Just another false NFL “attempt” at reducing injuries

Brandon Anderson
7 min readMay 24, 2017

The NFL loves to tinker with its rules and made news again this week when they changed their overtime rules. Five years ago, the NFL made a big change to overtime rules, making it so both teams were guaranteed an overtime possession unless the first scored a touchdown. Now the NFL has updated the rules again with a simpler change: The overtime period now lasts a maximum of 10 minutes instead of 15.

Of course the NFL is selling this as an attempt to reduce injuries, but you’re naive if you think this makes a real difference. There have been only 21 games in the past five seasons that made it to the final five minutes of overtime. This big injury-reducing change by the NFL saves about 29% of the teams each season from having to play an extra two to three minutes. This new rule decreases a team’s playing time for the entire season by 0.2% — and that’s only for the few that would’ve played the extra minutes.

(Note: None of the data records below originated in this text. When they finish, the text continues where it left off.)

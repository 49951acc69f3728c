//! Per-job delivery state machine.
//!
//! ```text
//! Chunking -> Sending -> Success
//!                     -> PartialFailure -> RetryingFailed   -> Success | PartialFailure (new id) | Aborted
//!                                       -> SendingAvailable -> Success | Aborted
//!                                       -> Aborted
//! ```
//!
//! A partial failure is stored as a [`PendingRecovery`] before the report is
//! returned. Each recovery action consumes that entry first, so exactly one
//! action can apply to it.

use std::collections::HashSet;
use std::sync::Arc;

use super::batch::{build_batches, format_caption, media_items, MediaBatch};
use super::recovery::{FailedBatch, PendingRecovery, RecoveryId, RecoveryStore};
use super::transport::{Destination, FailureKind, Transport, TransportError};
use crate::core::error::{RelayError, RelayResult};
use crate::core::metrics;
use crate::extract::ExtractionResult;

/// Result of sending one batch.
#[derive(Debug, Clone, PartialEq, Eq)]
pub enum BatchOutcome {
    Sent,
    Failed { reason: String, kind: FailureKind },
}

/// Details of an offered recovery.
#[derive(Debug, Clone, PartialEq, Eq)]
pub struct PartialFailure {
    pub recovery_id: RecoveryId,
    pub source_url: String,
    pub sent_batches: usize,
    pub failed_batches: usize,
    pub failed_items: usize,
    pub kind: FailureKind,
    pub reason: String,
    /// 1 for the first offer
    pub round: u32,
}

impl PartialFailure {
    /// The first batch failure as a job error, for user-facing text.
    pub fn error(&self) -> RelayError {
        RelayError::Transport(TransportError::new(self.reason.clone()))
    }
}

#[derive(Debug, Clone, Copy, PartialEq, Eq)]
pub enum AbortReason {
    /// The user chose to give up
    Cancelled,
    /// Retries kept failing and the round limit was reached
    RetriesExhausted { failed_items: usize, kind: FailureKind },
    /// Every item was in a failed batch, nothing left to send
    NothingAvailable,
    /// Sending the available subset failed as well
    DeliveryFailed { kind: FailureKind },
}

/// How a delivery attempt (or recovery action) ended.
#[derive(Debug, Clone, PartialEq, Eq)]
pub enum DeliveryReport {
    Success { sent_items: usize, skipped_items: usize },
    PartialFailure(PartialFailure),
    Aborted(AbortReason),
}

impl DeliveryReport {
    pub fn is_success(&self) -> bool {
        matches!(self, DeliveryReport::Success { .. })
    }
}

pub struct DeliveryPipeline {
    transport: Arc<dyn Transport>,
    recoveries: RecoveryStore,
    max_recovery_rounds: u32,
}

impl DeliveryPipeline {
    pub fn new(transport: Arc<dyn Transport>, recoveries: RecoveryStore, max_recovery_rounds: u32) -> Self {
        Self {
            transport,
            recoveries,
            max_recovery_rounds: max_recovery_rounds.max(1),
        }
    }

    pub fn recoveries(&self) -> &RecoveryStore {
        &self.recoveries
    }

    async fn send_one(&self, destination: Destination, batch: &MediaBatch) -> BatchOutcome {
        match self.transport.send_batch(destination, batch).await {
            Ok(()) => {
                metrics::record_batch_sent();
                log::debug!("Sent batch {}/{} ({} items) to {}", batch.part, batch.parts, batch.len(), destination);
                BatchOutcome::Sent
            }
            Err(e) => {
                let kind = e.kind();
                metrics::record_batch_failed(kind.label());
                log::warn!(
                    "Batch {}/{} to {} failed ({}): {}",
                    batch.part,
                    batch.parts,
                    destination,
                    kind.label(),
                    e
                );
                BatchOutcome::Failed {
                    reason: e.reason().to_string(),
                    kind,
                }
            }
        }
    }

    /// Sends batches in order and collects the failed ones.
    async fn send_all(&self, destination: Destination, batches: Vec<MediaBatch>) -> (usize, Vec<FailedBatch>) {
        let mut sent = 0;
        let mut failed = Vec::new();
        for batch in batches {
            match self.send_one(destination, &batch).await {
                BatchOutcome::Sent => sent += 1,
                BatchOutcome::Failed { reason, kind } => failed.push(FailedBatch { batch, reason, kind }),
            }
        }
        (sent, failed)
    }

    async fn offer_recovery(&self, entry: PendingRecovery, sent_batches: usize) -> DeliveryReport {
        let report = PartialFailure {
            recovery_id: entry.id,
            source_url: entry.source_url.clone(),
            sent_batches,
            failed_batches: entry.failed.len(),
            failed_items: entry.failed_items(),
            kind: entry.kind(),
            reason: entry.failed.first().map(|f| f.reason.clone()).unwrap_or_default(),
            round: entry.round,
        };
        log::info!(
            "Partial failure for {}: {} of {} batches failed, recovery {} (round {})",
            entry.source_url,
            report.failed_batches,
            report.failed_batches + sent_batches,
            entry.id,
            entry.round
        );
        self.recoveries.insert(entry).await;
        DeliveryReport::PartialFailure(report)
    }

    /// Chunks `result` into batches and sends them to `destination`.
    ///
    /// Returns `NoDownloadableMedia` when the result is empty. When at least
    /// one batch fails, a recovery entry is stored and its id reported.
    pub async fn deliver(
        &self,
        destination: Destination,
        source_url: &str,
        result: Arc<ExtractionResult>,
    ) -> RelayResult<DeliveryReport> {
        if result.is_empty() {
            return Err(RelayError::NoDownloadableMedia);
        }

        let caption = format_caption(&result.metadata, result.len(), source_url);
        let batches = build_batches(media_items(&result), &caption, self.transport.max_batch_size());
        log::info!(
            "Delivering {} {} in {} batches to {}",
            result.len(),
            result.media_type.label(),
            batches.len(),
            destination
        );

        let (sent, failed) = self.send_all(destination, batches).await;
        if failed.is_empty() {
            return Ok(DeliveryReport::Success {
                sent_items: result.len(),
                skipped_items: 0,
            });
        }

        let entry = PendingRecovery::new(destination, source_url, caption, result, failed, 1);
        Ok(self.offer_recovery(entry, sent).await)
    }

    /// Resends exactly the previously failed batches, unchanged.
    pub async fn retry_failed(&self, id: RecoveryId) -> RelayResult<DeliveryReport> {
        let entry = self.recoveries.take(id).await?;
        metrics::record_recovery_action("retry");
        log::info!("Retrying {} failed batches for recovery {}", entry.failed.len(), id);

        let retried = entry.failed.len();
        let batches: Vec<MediaBatch> = entry.failed.iter().map(|f| f.batch.clone()).collect();
        let (sent, still_failed) = self.send_all(entry.destination, batches).await;

        if still_failed.is_empty() {
            let sent_items = entry.failed_items();
            return Ok(DeliveryReport::Success {
                sent_items,
                skipped_items: 0,
            });
        }

        if entry.round >= self.max_recovery_rounds {
            let failed_items = still_failed.iter().map(|f| f.batch.len()).sum();
            let kind = still_failed.first().map(|f| f.kind).unwrap_or(FailureKind::Generic);
            log::warn!(
                "Recovery {} exhausted after {} rounds ({}/{} batches still failing)",
                id,
                entry.round,
                still_failed.len(),
                retried
            );
            return Ok(DeliveryReport::Aborted(AbortReason::RetriesExhausted { failed_items, kind }));
        }

        let next = PendingRecovery::new(
            entry.destination,
            entry.source_url,
            entry.caption,
            entry.result,
            still_failed,
            entry.round + 1,
        );
        Ok(self.offer_recovery(next, sent).await)
    }

    /// Sends every item that was not part of a failed batch, captioned with
    /// the number of skipped items.
    pub async fn send_available(&self, id: RecoveryId) -> RelayResult<DeliveryReport> {
        let entry = self.recoveries.take(id).await?;
        metrics::record_recovery_action("send_available");

        let failed_positions: HashSet<usize> = entry.failed.iter().flat_map(|f| f.batch.positions()).collect();
        let available: Vec<_> = media_items(&entry.result)
            .into_iter()
            .filter(|item| !failed_positions.contains(&item.position))
            .collect();

        if available.is_empty() {
            log::info!("Recovery {}: nothing available to send", id);
            return Ok(DeliveryReport::Aborted(AbortReason::NothingAvailable));
        }

        let sent_items = available.len();
        let skipped_items = entry.result.len() - sent_items;
        let caption = format!(
            "{}\nSent available media only, skipped {} of {}",
            entry.caption,
            skipped_items,
            entry.result.len()
        );
        let batches = build_batches(available, &caption, self.transport.max_batch_size());
        log::info!(
            "Recovery {}: sending {} available items in {} batches, skipping {}",
            id,
            sent_items,
            batches.len(),
            skipped_items
        );

        let (_, failed) = self.send_all(entry.destination, batches).await;
        if let Some(first) = failed.first() {
            return Ok(DeliveryReport::Aborted(AbortReason::DeliveryFailed { kind: first.kind }));
        }
        Ok(DeliveryReport::Success {
            sent_items,
            skipped_items,
        })
    }

    /// Abandons the recovery.
    pub async fn cancel(&self, id: RecoveryId) -> RelayResult<DeliveryReport> {
        let entry = self.recoveries.take(id).await?;
        metrics::record_recovery_action("cancel");
        log::info!("Recovery {} for {} cancelled", id, entry.source_url);
        Ok(DeliveryReport::Aborted(AbortReason::Cancelled))
    }
}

Don’t kid yourself. The NFL has done almost nothing here to prevent injuries. Everything helps, but this is such a negligible difference it’s like a 500-pound dude only eating two Twinkies every day at 11 p.m. instead of three and calling it a weight-loss program. You’re not fooling anyone, NFL.

So what’s the point of this new shortened overtime then? Is it just a cosmetic change? Is the NFL just trying to save its TV windows from overlapping too much…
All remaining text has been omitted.